:: Data to examine
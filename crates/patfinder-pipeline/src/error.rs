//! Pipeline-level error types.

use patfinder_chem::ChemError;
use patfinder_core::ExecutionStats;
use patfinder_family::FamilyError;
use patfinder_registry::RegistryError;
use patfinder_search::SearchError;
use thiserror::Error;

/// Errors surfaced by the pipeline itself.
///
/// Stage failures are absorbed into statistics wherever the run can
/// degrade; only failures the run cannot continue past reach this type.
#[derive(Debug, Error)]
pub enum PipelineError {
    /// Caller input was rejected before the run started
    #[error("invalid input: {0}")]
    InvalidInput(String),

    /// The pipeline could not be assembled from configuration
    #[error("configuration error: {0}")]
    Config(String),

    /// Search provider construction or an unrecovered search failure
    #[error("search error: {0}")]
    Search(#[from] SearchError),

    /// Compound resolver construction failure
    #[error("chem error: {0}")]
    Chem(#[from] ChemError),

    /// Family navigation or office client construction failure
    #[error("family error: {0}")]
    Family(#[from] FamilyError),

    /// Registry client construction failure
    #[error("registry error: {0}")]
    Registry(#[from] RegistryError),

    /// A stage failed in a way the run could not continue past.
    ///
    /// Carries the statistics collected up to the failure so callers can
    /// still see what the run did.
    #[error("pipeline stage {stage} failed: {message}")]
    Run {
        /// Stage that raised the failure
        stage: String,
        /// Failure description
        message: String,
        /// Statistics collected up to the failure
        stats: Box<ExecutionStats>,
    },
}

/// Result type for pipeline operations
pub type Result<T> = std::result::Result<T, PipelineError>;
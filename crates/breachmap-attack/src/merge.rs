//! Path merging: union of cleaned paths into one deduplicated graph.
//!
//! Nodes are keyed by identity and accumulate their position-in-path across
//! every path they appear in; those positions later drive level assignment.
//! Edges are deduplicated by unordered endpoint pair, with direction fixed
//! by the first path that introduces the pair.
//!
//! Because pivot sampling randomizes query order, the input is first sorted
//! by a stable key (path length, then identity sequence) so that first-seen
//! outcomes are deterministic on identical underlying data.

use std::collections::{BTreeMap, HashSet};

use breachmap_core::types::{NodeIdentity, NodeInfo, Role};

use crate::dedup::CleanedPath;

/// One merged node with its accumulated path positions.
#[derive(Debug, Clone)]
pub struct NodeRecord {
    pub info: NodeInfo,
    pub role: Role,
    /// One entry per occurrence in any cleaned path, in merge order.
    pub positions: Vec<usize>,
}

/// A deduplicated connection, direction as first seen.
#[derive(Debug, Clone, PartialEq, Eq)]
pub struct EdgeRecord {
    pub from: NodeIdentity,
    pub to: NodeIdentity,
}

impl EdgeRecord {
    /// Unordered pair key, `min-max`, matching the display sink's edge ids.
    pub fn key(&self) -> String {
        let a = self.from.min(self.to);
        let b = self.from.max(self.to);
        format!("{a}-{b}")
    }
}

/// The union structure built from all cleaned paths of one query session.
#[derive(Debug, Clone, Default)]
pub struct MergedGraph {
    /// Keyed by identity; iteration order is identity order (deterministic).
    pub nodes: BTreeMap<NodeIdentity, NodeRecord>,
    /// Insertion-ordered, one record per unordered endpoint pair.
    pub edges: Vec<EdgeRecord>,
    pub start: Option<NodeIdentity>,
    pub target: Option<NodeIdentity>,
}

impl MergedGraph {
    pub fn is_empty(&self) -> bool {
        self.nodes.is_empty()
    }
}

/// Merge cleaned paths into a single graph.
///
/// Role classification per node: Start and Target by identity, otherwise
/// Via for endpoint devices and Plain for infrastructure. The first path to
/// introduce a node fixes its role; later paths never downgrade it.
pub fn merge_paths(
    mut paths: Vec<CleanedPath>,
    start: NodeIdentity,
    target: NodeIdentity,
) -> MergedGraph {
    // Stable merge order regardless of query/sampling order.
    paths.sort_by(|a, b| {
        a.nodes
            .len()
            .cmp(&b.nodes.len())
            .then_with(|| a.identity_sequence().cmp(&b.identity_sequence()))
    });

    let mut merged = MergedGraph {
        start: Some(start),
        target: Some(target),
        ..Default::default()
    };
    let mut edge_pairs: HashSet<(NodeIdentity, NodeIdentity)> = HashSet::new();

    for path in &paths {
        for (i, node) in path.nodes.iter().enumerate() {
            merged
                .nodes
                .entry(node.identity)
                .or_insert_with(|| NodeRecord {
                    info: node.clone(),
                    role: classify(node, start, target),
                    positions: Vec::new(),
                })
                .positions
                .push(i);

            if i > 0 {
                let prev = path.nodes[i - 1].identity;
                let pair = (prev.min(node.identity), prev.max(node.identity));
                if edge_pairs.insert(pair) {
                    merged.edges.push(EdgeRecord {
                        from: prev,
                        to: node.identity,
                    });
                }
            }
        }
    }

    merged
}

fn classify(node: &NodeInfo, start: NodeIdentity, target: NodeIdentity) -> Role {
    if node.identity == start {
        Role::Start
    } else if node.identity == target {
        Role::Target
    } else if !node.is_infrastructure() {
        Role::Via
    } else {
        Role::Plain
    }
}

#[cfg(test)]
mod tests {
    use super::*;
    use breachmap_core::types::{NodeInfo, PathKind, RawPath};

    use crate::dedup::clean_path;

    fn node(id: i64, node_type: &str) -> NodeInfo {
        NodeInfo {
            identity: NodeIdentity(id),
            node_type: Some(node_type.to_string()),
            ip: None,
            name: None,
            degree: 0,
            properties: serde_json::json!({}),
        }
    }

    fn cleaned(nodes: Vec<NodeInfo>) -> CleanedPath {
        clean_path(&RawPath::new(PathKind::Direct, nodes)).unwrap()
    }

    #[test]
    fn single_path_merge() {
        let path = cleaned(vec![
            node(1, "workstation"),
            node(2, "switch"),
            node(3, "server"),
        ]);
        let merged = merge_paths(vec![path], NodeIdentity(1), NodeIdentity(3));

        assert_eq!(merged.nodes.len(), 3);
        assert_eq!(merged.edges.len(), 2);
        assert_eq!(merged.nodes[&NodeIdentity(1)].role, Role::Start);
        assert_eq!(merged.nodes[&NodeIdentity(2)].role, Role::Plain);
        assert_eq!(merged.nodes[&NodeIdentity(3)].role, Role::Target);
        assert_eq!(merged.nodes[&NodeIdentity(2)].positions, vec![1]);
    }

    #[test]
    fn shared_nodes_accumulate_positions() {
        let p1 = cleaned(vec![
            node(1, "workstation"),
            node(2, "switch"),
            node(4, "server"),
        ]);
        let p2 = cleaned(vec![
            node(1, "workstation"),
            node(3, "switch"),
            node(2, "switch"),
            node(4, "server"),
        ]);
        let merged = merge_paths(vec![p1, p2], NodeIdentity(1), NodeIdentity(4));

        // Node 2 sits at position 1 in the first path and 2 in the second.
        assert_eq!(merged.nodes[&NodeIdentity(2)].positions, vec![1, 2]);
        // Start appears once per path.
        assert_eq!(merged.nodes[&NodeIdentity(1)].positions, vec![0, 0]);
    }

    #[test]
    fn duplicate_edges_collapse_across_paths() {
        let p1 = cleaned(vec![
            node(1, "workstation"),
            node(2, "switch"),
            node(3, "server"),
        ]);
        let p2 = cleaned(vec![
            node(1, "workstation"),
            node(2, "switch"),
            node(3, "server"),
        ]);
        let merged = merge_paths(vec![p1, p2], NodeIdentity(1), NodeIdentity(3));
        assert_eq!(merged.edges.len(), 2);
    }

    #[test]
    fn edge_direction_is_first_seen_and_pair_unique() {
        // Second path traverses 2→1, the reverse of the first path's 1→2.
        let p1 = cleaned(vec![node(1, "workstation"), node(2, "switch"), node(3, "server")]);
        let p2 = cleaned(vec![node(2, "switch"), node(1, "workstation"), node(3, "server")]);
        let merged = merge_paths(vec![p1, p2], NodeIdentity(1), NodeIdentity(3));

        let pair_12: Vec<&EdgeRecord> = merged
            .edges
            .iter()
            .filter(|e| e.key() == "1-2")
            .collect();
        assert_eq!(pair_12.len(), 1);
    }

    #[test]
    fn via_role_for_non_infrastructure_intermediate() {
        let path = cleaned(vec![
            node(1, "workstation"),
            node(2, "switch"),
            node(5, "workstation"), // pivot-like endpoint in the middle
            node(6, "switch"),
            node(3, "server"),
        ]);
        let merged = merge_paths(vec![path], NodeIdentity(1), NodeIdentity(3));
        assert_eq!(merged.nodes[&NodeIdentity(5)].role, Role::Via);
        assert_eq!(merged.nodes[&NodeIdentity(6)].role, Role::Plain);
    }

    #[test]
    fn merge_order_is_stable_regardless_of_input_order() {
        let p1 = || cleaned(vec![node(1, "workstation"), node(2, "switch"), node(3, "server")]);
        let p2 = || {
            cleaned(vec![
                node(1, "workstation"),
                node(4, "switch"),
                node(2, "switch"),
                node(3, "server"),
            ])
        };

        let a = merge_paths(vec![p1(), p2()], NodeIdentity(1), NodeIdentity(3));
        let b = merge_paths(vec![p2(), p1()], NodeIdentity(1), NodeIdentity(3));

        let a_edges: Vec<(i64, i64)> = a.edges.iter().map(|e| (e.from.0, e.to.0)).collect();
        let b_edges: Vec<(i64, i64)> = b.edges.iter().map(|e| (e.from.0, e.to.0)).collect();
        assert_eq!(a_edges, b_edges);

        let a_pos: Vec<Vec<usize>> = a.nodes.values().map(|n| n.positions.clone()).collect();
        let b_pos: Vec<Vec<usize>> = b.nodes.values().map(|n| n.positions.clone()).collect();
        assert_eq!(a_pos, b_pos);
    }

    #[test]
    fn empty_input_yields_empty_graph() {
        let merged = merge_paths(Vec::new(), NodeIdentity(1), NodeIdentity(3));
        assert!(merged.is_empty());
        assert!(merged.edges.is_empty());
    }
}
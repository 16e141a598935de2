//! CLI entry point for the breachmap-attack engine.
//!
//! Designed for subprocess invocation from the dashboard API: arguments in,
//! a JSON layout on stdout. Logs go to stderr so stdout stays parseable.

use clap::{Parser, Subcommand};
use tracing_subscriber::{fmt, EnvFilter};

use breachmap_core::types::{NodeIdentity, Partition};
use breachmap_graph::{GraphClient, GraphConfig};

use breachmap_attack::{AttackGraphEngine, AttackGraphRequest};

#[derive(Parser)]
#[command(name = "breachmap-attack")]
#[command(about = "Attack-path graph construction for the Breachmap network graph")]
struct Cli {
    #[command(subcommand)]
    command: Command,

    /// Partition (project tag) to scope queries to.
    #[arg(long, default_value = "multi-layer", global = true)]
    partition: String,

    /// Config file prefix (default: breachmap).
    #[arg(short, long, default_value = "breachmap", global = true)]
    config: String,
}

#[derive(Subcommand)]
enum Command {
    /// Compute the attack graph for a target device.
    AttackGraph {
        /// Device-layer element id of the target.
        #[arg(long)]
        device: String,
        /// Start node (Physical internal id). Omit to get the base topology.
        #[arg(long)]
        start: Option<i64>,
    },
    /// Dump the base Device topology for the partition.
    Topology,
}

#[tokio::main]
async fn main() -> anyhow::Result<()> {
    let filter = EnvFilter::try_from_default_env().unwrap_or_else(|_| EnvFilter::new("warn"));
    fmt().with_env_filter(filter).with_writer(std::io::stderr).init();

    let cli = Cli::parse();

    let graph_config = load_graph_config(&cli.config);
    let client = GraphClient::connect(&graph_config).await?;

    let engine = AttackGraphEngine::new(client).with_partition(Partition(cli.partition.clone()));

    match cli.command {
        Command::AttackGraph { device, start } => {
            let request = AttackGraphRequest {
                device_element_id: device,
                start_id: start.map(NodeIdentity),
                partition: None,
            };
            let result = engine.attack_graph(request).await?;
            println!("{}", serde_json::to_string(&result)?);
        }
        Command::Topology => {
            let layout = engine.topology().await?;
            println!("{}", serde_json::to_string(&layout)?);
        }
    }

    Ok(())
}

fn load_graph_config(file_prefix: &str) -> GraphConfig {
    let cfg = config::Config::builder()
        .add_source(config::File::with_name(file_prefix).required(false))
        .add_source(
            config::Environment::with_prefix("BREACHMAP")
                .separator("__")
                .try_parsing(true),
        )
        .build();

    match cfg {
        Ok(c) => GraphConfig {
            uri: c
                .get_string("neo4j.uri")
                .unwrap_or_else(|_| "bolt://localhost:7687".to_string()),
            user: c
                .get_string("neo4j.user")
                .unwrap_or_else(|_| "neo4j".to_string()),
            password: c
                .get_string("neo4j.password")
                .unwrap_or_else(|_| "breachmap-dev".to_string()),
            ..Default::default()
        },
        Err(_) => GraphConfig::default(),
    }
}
::::
:: Data to examine
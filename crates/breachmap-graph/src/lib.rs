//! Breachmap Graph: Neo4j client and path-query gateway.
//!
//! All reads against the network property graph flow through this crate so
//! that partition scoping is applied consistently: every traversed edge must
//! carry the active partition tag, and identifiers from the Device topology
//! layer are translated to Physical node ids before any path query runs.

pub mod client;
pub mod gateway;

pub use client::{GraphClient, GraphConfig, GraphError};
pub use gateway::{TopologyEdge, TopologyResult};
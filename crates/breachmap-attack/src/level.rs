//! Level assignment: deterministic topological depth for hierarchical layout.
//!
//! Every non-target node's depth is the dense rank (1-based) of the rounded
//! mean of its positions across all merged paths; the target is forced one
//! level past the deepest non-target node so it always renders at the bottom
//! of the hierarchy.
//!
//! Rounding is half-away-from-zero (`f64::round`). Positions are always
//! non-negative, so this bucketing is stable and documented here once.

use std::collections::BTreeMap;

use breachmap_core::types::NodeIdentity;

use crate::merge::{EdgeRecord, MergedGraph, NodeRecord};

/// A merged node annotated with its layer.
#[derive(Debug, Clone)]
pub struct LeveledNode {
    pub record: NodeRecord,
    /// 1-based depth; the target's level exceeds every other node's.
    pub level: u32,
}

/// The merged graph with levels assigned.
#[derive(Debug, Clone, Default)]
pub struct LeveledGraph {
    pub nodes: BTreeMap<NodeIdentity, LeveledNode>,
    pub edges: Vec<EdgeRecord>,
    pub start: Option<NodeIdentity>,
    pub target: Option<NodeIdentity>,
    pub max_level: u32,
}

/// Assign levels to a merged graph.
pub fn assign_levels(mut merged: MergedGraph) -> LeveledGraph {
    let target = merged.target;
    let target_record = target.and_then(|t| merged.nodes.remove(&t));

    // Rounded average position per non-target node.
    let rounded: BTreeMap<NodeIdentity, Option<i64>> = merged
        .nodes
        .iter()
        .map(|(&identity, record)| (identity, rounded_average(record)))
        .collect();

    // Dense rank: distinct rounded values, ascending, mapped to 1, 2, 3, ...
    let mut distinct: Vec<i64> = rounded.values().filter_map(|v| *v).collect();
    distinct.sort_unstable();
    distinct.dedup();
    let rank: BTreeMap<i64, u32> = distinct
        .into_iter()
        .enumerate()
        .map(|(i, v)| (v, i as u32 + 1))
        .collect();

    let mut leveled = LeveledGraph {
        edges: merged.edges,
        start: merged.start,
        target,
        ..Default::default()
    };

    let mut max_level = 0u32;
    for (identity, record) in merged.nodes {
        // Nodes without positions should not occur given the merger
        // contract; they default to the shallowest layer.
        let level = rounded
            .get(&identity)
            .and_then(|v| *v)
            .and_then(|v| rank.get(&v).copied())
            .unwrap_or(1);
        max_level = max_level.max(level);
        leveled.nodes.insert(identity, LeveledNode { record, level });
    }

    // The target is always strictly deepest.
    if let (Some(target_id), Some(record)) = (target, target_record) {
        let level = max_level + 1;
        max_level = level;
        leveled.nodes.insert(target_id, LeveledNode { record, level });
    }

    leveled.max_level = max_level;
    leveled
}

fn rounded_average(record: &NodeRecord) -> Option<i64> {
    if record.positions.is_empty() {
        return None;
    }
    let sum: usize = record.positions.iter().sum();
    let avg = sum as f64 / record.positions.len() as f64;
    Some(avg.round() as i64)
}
::::
§ **Problem to work on**
Filter the entries down to the lines with the word "could" in them.

§ **Exercise output**
    /// The pipeline could not be assembled from configuration
    /// A stage failed in a way the run could not continue past.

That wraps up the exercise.